Названное во втором пункте смысловое смещение, — когда упускается из вида различие между значением отдельных исторических феноменов и их значимостью для нашего настоящего и в плане ответственности за будущее, — не менее очевидно в утверждении57 о том, что “исторические феномены суть то, что они суть, не в изоляции, но только в их отношении к будущему”. При этом подразумевается “будущее, в котором феномен впервые являет себя как то, что он действительно есть”; ввиду отдаленных воздействий феномена58 это утверждение могло бы иметь корректный смысл, однако тут же говорится, что вопрос-то состоит в том, каково “значение (строго говоря: какова значимость) исторических событий нашего прошлого для нашего настоящего — для настоящего, на которое возложена ответственность за его будущее59”. Ибо (подразумевается) “понять историю способен только тот историк, открытость которого по отношению к историческим феноменам основана на его ответственности по отношению к будущему60” (видимо, именно в этом смысле “наиболее субъективная интерпретация оказывается и самой объективной”) Что ж, этот неразрешимый парадокс уже известен нам из прежних рассуждений.
Диалог и монолог
В противоположность этому следует, я думаю, заметить вот что: хотя значение представляет собой ценность, которой исторический феномен обладает не как нечто изолированное и существующее для себя, но которую он обретает (сообразно упомянутому герменевтическому канону целостности истолкования) только в смысловой взаимосвязи с его следствиями и отдаленными воздействиями, насколько они поддаются обозрению, т.е., собственно, в контексте смысла, — однако в любом случае это смысл, который, при соответствующем временном отстоянии от историка, предстает перед ним как нечто замкнутое в себе, что только еще должно быть раскрыто.
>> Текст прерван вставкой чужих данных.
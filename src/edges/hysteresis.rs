//! Double-threshold edge linking over the suppressed magnitude field.
//!
//! The field is first stretched to bytes with the shared min-max rule. Every
//! interior pixel at or above the high threshold seeds a flood fill that
//! claims all 8-connected interior pixels at or above the low threshold. The
//! fill uses an explicit stack, so arbitrarily long contours cannot exhaust the
//! call stack. The 1-pixel frame is neither a seed nor a fill target.
use crate::image::{normalize_to_u8, GrayImageU8, ImageF64};

/// Value written for edge pixels in the output map.
pub const EDGE: u8 = 255;

const NEIGHBORS_8: [(isize, isize); 8] = [
    (-1, -1),
    (0, -1),
    (1, -1),
    (-1, 0),
    (1, 0),
    (-1, 1),
    (0, 1),
    (1, 1),
];

/// Clamp both thresholds to [0, 255] and order them as `(high, low)`.
pub fn ordered_thresholds(th: i32, tl: i32) -> (u8, u8) {
    let th = th.clamp(0, 255) as u8;
    let tl = tl.clamp(0, 255) as u8;
    if tl > th {
        (tl, th)
    } else {
        (th, tl)
    }
}

/// Binary edge map (0 / 255) for thresholds `th` (seed) and `tl` (follow),
/// both expressed on the normalized 0..=255 scale.
pub fn trace(suppressed: &ImageF64, th: i32, tl: i32) -> GrayImageU8 {
    let (high, low) = ordered_thresholds(th, tl);
    let strength = normalize_to_u8(suppressed);
    let w = strength.w;
    let h = strength.h;
    let mut edges = GrayImageU8::new(w, h);
    if w < 3 || h < 3 {
        return edges;
    }

    let mut visited = vec![false; w * h];
    let mut stack: Vec<(usize, usize)> = Vec::new();
    let mut seeds = 0usize;

    for y in 1..h - 1 {
        for x in 1..w - 1 {
            let idx = strength.idx(x, y);
            if visited[idx] || strength.data[idx] < high {
                continue;
            }
            seeds += 1;
            stack.push((x, y));
            while let Some((cx, cy)) = stack.pop() {
                let ci = strength.idx(cx, cy);
                if visited[ci] {
                    continue;
                }
                visited[ci] = true;
                edges.data[ci] = EDGE;

                for (dx, dy) in NEIGHBORS_8 {
                    let nx = cx as isize + dx;
                    let ny = cy as isize + dy;
                    if nx < 1 || ny < 1 || nx >= (w - 1) as isize || ny >= (h - 1) as isize {
                        continue;
                    }
                    let (nx, ny) = (nx as usize, ny as usize);
                    let ni = strength.idx(nx, ny);
                    if !visited[ni] && strength.data[ni] >= low {
                        stack.push((nx, ny));
                    }
                }
            }
        }
    }
    log::debug!(
        "trace: high={high} low={low} seeds={seeds} edges={}",
        edges.count_nonzero()
    );

    edges
}
mod common;

use canny_scale::edges::{DirectionClass, EDGE};
use canny_scale::image::{GrayImageU8, ImageU8};
use canny_scale::{run_pipeline, run_scale, CannyConfig, CannyError, ThresholdPair};
use common::synthetic_image::{bright_column_u8, bright_rect_u8, checkerboard_u8};

fn unit_sigma_config() -> CannyConfig {
    CannyConfig {
        sigmas: vec![1.0],
        ..Default::default()
    }
}

fn edge_positions(edges: &GrayImageU8) -> Vec<(usize, usize)> {
    let mut out = Vec::new();
    for y in 0..edges.h {
        for x in 0..edges.w {
            if edges.get(x, y) == EDGE {
                out.push((x, y));
            }
        }
    }
    out
}

#[test]
fn all_zero_image_produces_no_edges() {
    let _ = env_logger::builder().is_test(true).try_init();
    let buffer = vec![0u8; 25];
    let image = ImageU8::new(5, 5, 5, &buffer).unwrap();

    let scale = run_scale(&image, 1.0, &CannyConfig::default()).unwrap();
    assert_eq!(scale.kernel_size.size, 5);
    assert!(scale.gradient.fx.data.iter().all(|&v| v == 0));
    assert!(scale.gradient.fy.data.iter().all(|&v| v == 0));
    assert!(scale.magnitude.values.data.iter().all(|&v| v == 0.0));
    assert!(scale.magnitude.bytes.data.iter().all(|&v| v == 0));
    assert!(scale.quantized.data.iter().all(|&q| q == 0));
    assert!(scale.suppressed.values.data.iter().all(|&v| v == 0.0));
    assert_eq!(scale.edges.len(), 2);
    for e in &scale.edges {
        assert_eq!(e.edges.count_nonzero(), 0);
    }
}

#[test]
fn bright_column_yields_thin_vertical_ridges() {
    let _ = env_logger::builder().is_test(true).try_init();
    let buffer = bright_column_u8(5, 5, 2);
    let image = ImageU8::new(5, 5, 5, &buffer).unwrap();

    let scale = run_scale(&image, 1.0, &unit_sigma_config()).unwrap();
    let fx = &scale.gradient.fx;
    let fy = &scale.gradient.fy;

    // Centre row sees the column symmetrically in y.
    for x in 0..5 {
        assert_eq!(fy.get(x, 2), 0);
    }
    assert_eq!(fx.get(1, 2), -385);
    assert_eq!(fx.get(3, 2), 385);
    assert_eq!(fx.get(2, 2), 0);
    for x in [1, 3] {
        assert_eq!(
            DirectionClass::from_label(scale.quantized.get(x, 2)),
            DirectionClass::Horizontal
        );
    }

    // Ridges on both sides of the bright column survive NMS, the column
    // itself and the frame do not.
    let sup = &scale.suppressed.values;
    for y in 0..5 {
        for x in 0..5 {
            let ridge = (x == 1 || x == 3) && (1..4).contains(&y);
            assert_eq!(sup.get(x, y) > 0.0, ridge, "suppressed at ({x}, {y})");
        }
    }
    assert_eq!(sup.get(1, 2), 385.0);

    let expected = vec![(1, 1), (3, 1), (1, 2), (3, 2), (1, 3), (3, 3)];
    for e in &scale.edges {
        assert_eq!(edge_positions(&e.edges), expected);
    }
}

#[test]
fn scales_are_reported_in_configured_order() {
    let _ = env_logger::builder().is_test(true).try_init();
    let (w, h) = (64usize, 48usize);
    let buffer = checkerboard_u8(w, h, 16);
    let image = ImageU8::new(w, h, w, &buffer).unwrap();

    let output = run_pipeline(&image, &CannyConfig::default()).unwrap();
    assert_eq!((output.width, output.height), (w, h));
    let sigmas: Vec<f64> = output.scales.iter().map(|s| s.sigma).collect();
    assert_eq!(sigmas, vec![0.5, 1.0, 2.0]);
    let sizes: Vec<usize> = output.scales.iter().map(|s| s.kernel_size.size).collect();
    assert_eq!(sizes, vec![3, 5, 7]);

    for scale in &output.scales {
        assert_eq!(scale.edges.len(), 2);
        for e in &scale.edges {
            assert!(e.edges.count_nonzero() > 0);
            for (i, &v) in e.edges.data.iter().enumerate() {
                assert!(v == 0 || v == EDGE);
                if v == EDGE {
                    assert!(scale.suppressed.values.data[i] > 0.0);
                }
            }
        }
    }
}

#[test]
fn flat_interior_of_a_rectangle_has_no_edges() {
    let (w, h) = (40usize, 36usize);
    let buffer = bright_rect_u8(w, h, (10, 10), (30, 25));
    let image = ImageU8::new(w, h, w, &buffer).unwrap();

    let scale = run_scale(&image, 1.0, &unit_sigma_config()).unwrap();
    let edges = &scale.edges[0].edges;
    for y in 14..21 {
        for x in 14..26 {
            assert_eq!(edges.get(x, y), 0, "({x}, {y})");
        }
    }
    assert!((8..=11).any(|x| edges.get(x, 17) == EDGE));
    assert!((28..=31).any(|x| edges.get(x, 17) == EDGE));
}

#[test]
fn swapped_threshold_pairs_match() {
    let (w, h) = (32usize, 32usize);
    let buffer = checkerboard_u8(w, h, 8);
    let image = ImageU8::new(w, h, w, &buffer).unwrap();
    let config = CannyConfig {
        sigmas: vec![1.0],
        thresholds: vec![ThresholdPair::new(100, 50), ThresholdPair::new(50, 100)],
        ..Default::default()
    };

    let scale = run_scale(&image, 1.0, &config).unwrap();
    assert_eq!(scale.edges[0].edges, scale.edges[1].edges);
    assert_eq!(scale.edges[1].thresholds, ThresholdPair::new(50, 100));
}

#[test]
fn invalid_parameters_abort_before_work() {
    let buffer = vec![0u8; 16];
    let image = ImageU8::new(4, 4, 4, &buffer).unwrap();

    let bad_sigma = CannyConfig {
        sigmas: vec![1.0, 0.3],
        ..Default::default()
    };
    assert!(matches!(
        run_pipeline(&image, &bad_sigma),
        Err(CannyError::InvalidParameter(_))
    ));

    let bad_truncation = CannyConfig {
        truncation: 0.0,
        ..Default::default()
    };
    assert!(matches!(
        run_scale(&image, 1.0, &bad_truncation),
        Err(CannyError::InvalidParameter(_))
    ));

    for sigma in [1e5, 1e160] {
        let huge_sigma = CannyConfig {
            sigmas: vec![1.0, sigma],
            ..Default::default()
        };
        assert!(matches!(
            run_pipeline(&image, &huge_sigma),
            Err(CannyError::InvalidParameter(_))
        ));
        assert!(matches!(
            run_scale(&image, sigma, &unit_sigma_config()),
            Err(CannyError::InvalidParameter(_))
        ));
    }
}

#[test]
fn strided_input_matches_packed_input() {
    let (w, h, stride) = (20usize, 12usize, 24usize);
    let packed = checkerboard_u8(w, h, 5);
    let mut strided = vec![77u8; stride * h];
    for y in 0..h {
        strided[y * stride..y * stride + w].copy_from_slice(&packed[y * w..(y + 1) * w]);
    }
    let a = ImageU8::new(w, h, w, &packed).unwrap();
    let b = ImageU8::new(w, h, stride, &strided).unwrap();

    let ra = run_scale(&a, 1.0, &unit_sigma_config()).unwrap();
    let rb = run_scale(&b, 1.0, &unit_sigma_config()).unwrap();
    assert_eq!(ra.gradient, rb.gradient);
    assert_eq!(ra.edges[0].edges, rb.edges[0].edges);
}
//! Timing and report structures emitted alongside the edge maps.
//!
//! `TimingBreakdown` is filled while a scale runs; `ImageReport` aggregates the
//! per-scale summaries of one input image for the JSON report.

pub mod report;
pub mod timing;

pub use report::{EdgeCount, ImageReport, ScaleReport};
pub use timing::{elapsed_ms, StageTiming, TimingBreakdown};
//! Colour rendering of quantized gradient directions.
//!
//! Each of the four direction classes gets a fixed colour sampled from the
//! jet colormap; pixels whose magnitude falls below a mask threshold are drawn
//! as white background so flat regions do not show arbitrary classes. A
//! legend strip on the right repeats the four colours from class 0 (top) to
//! class 3 (bottom).
use crate::edges::DirectionClass;
use crate::error::Result;
use crate::image::{ensure_same_shape, ImageBuf, ImageF64};
use image::{Rgb, RgbImage};

/// Jet colormap sampled at 0, 1/3, 2/3 and 1.
pub const CLASS_COLORS: [Rgb<u8>; 4] = [
    Rgb([0, 0, 128]),
    Rgb([0, 212, 255]),
    Rgb([255, 230, 0]),
    Rgb([128, 0, 0]),
];
pub const BACKGROUND: Rgb<u8> = Rgb([255, 255, 255]);

const LEGEND_GAP: u32 = 4;
const LEGEND_WIDTH: u32 = 12;

pub fn class_color(class: DirectionClass) -> Rgb<u8> {
    CLASS_COLORS[class.label() as usize]
}

/// Mask threshold used by the pipeline: a fraction of the peak magnitude, or
/// zero for an all-zero field.
pub fn mask_threshold(magnitude: &ImageF64, fraction: f64) -> f64 {
    let peak = magnitude.data.iter().copied().fold(0.0, f64::max);
    if peak > 0.0 {
        fraction * peak
    } else {
        0.0
    }
}

/// Render `quantized` (labels 0..=3) with pixels of `magnitude < mask` masked.
pub fn render_quantized_directions(
    quantized: &ImageBuf<u8>,
    magnitude: &ImageF64,
    mask: f64,
) -> Result<RgbImage> {
    ensure_same_shape(quantized, magnitude, "direction plot")?;
    let w = quantized.w as u32;
    let h = quantized.h as u32;
    let legend = if h > 0 { LEGEND_GAP + LEGEND_WIDTH } else { 0 };
    let mut out = RgbImage::from_pixel(w + legend, h, BACKGROUND);

    for y in 0..quantized.h {
        for x in 0..quantized.w {
            if magnitude.get(x, y) < mask {
                continue;
            }
            let class = DirectionClass::from_label(quantized.get(x, y));
            out.put_pixel(x as u32, y as u32, class_color(class));
        }
    }

    for y in 0..h {
        let band = ((y as u64 * 4) / h as u64).min(3) as usize;
        for x in w + LEGEND_GAP..w + legend {
            out.put_pixel(x, y, CLASS_COLORS[band]);
        }
    }
    Ok(out)
}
В утверждении61 же о том, что собственная сущность феномена, напротив, “покажет себя лишь тогда, когда история достигнет завершения”, смешиваются, по моему мнению, точки зрения исторического истолкования и эсхатологического наделения смыслом. На самом деле только с позиций такого рода наделения смыслом значимость для настоящего существенным образом зависит от точки зрения (standortgebunden): ибо только для настоящего, “на которое возложена ответственность за его будущее”, имеет смысл задаваться вопросом о нынешней значимости и рассматривать ее как продукт оценивающего наделения смыслом, продукт, обусловленный точкой зрения исследователя. Но если мы отождествляем замкнутое в себе, пред-лежащее в качестве самого по себе значение исторического феномена (как такого, каким он, собственно, был), которое нам только еще предстоит отыскать, — с его значимостью для нашего настоящего и будущего, обусловленной наделением смыслом, то тотчас становится ясно, в чем “секрет” этой “экзистенциальной встречи с историей”. Тот диалог, что должен состояться между историком и объективированным в источниках духом, обрывается и превращается в чистый монолог; ведь партнера по диалогу здесь просто нет — того самого собеседника, который должен присутствовать в тексте как неизбывно чужой дух, без которого процесс истолкования вообще невозможно себе представить. Таким образом, диалог превращается здесь в разговор с самим собой: интерпретатор, который должен был бы опрашивать феномены (смыслосодержащие формы) на предмет их смысла, действительно позволяет текстам опрашивать себя! Но можно ли такой образ действий назвать интерпретацией? Пока я ставлю здесь знак вопроса.